MARS is a lighter-than-air tethered wind turbine that rotates about a horizontal axis in response to wind, generating electrical energy. This electrical energy is transferred down the 1000-foot tether for immediate use, or to a set of batteries for later use, or to the power grid. Helium sustains MARS and allows it to ascend to a higher altitude than traditional wind turbines. MARS captures the energy available in the 600 to 1000-foot low level and nocturnal jet streams that exist almost everywhere. MARS rotation also generates the “Magnus effect” which provides additional lift, keeps the MARS stabilized, and positions it within a very controlled and restricted location to adhere to FAA (Federal Aviation Administration) & Transport Canada guidelines.

The Advantages of MARS over Conventional Wind Turbines: Wind Power Anywhere™ removes all placement limitations. Coast-line or off-shore locations are not necessary to capture higher speed winds. Reaching winds at 1,000-feet above ground level allow MARS to be installed closer to the grid. MARS is mobile and can be rapidly deployed, deflated, and redeployed without the need for towers or heavy cranes. MARS is bird and bat friendly with lower noise emissions and is capable of operating in a wider range of wind speeds – from 4 mph to greater than 60 mph.

The Advantages of a MARS combined Wind and Diesel Solution over a Diesel Generator-only solution: MARS can complement a diesel generator by offering a combined diesel-wind power solution that delivers power below 20 cents per kWh. This compares to a wide range of 25 cents to 99 cents per kWh for diesel-alone, reflecting the high fuel and transportation costs in remote areas. The MARS combined solution allows lower pollution and green house gas emissions. It also results in lower handling, transporting, and storage costs.

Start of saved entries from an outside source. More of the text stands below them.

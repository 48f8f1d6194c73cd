//! Element, index and clock descriptors shared by configuration and kernels.

use serde::{Deserialize, Serialize};

/// Byte width of one index-array entry.
///
/// Indices are stored as `u32`, the same 4-byte word the classic benchmark
/// uses for its index array, so byte accounting stays comparable.
pub const INDEX_BYTES: usize = std::mem::size_of::<u32>();

/// Elements per partial sum in the indirect dot product reduction.
pub const DOT_CHUNK: usize = 4096;

/// Scalar used by Scale and Triad and by the validator recurrence.
pub const SCALAR: f64 = 3.0;

/// Floating-point precision of the arrays under test.
#[derive(Debug, Clone, Copy, PartialEq, Eq, Serialize, Deserialize, Default)]
#[serde(rename_all = "lowercase")]
pub enum ElementType {
    F32,
    #[default]
    F64,
}

impl ElementType {
    /// Size of one array element in bytes.
    pub const fn size_bytes(self) -> usize {
        match self {
            Self::F32 => std::mem::size_of::<f32>(),
            Self::F64 => std::mem::size_of::<f64>(),
        }
    }

    /// Validation tolerance for this element width.
    pub const fn epsilon(self) -> f64 {
        epsilon_for_width(self.size_bytes())
    }
}

/// Relative-error tolerance keyed on element byte width.
pub const fn epsilon_for_width(bytes: usize) -> f64 {
    match bytes {
        4 => 1.0e-6,
        8 => 1.0e-13,
        _ => 1.0e-6,
    }
}

impl std::fmt::Display for ElementType {
    fn fmt(&self, f: &mut std::fmt::Formatter<'_>) -> std::fmt::Result {
        match self {
            Self::F32 => write!(f, "f32"),
            Self::F64 => write!(f, "f64"),
        }
    }
}

impl std::str::FromStr for ElementType {
    type Err = String;
    fn from_str(s: &str) -> Result<Self, Self::Err> {
        match s.to_lowercase().as_str() {
            "f32" | "float" | "single" => Ok(Self::F32),
            "f64" | "double" => Ok(Self::F64),
            other => Err(format!("unknown element type: {other}")),
        }
    }
}

/// Time source backing the clock abstraction.
#[derive(Debug, Clone, Copy, PartialEq, Eq, Serialize, Deserialize, Default)]
#[serde(rename_all = "lowercase")]
pub enum ClockSource {
    /// Monotonic clock, immune to wall-clock adjustments.
    #[default]
    Monotonic,
    /// Calendar clock. Accepted as a fallback; adjustments can skew calibration.
    Wall,
}

impl std::fmt::Display for ClockSource {
    fn fmt(&self, f: &mut std::fmt::Formatter<'_>) -> std::fmt::Result {
        match self {
            Self::Monotonic => write!(f, "monotonic"),
            Self::Wall => write!(f, "wall"),
        }
    }
}

impl std::str::FromStr for ClockSource {
    type Err = String;
    fn from_str(s: &str) -> Result<Self, Self::Err> {
        match s.to_lowercase().as_str() {
            "monotonic" => Ok(Self::Monotonic),
            "wall" | "realtime" => Ok(Self::Wall),
            other => Err(format!("unknown clock source: {other}")),
        }
    }
}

MARS Target Markets: Developing nations where infrastructure is limited or non existent; off-grid combined wind and diesel solutions for island nations, farms, remote areas, cell towers, exploration equipment, backup power & water pumps for natural gas mines; rapid deployment diesel & wind solutions (to include airdrop) to disaster areas for power to emergency and medical equipment, water pumps; on-grid applications for farms, factories, remote communities; and wind farm deployments.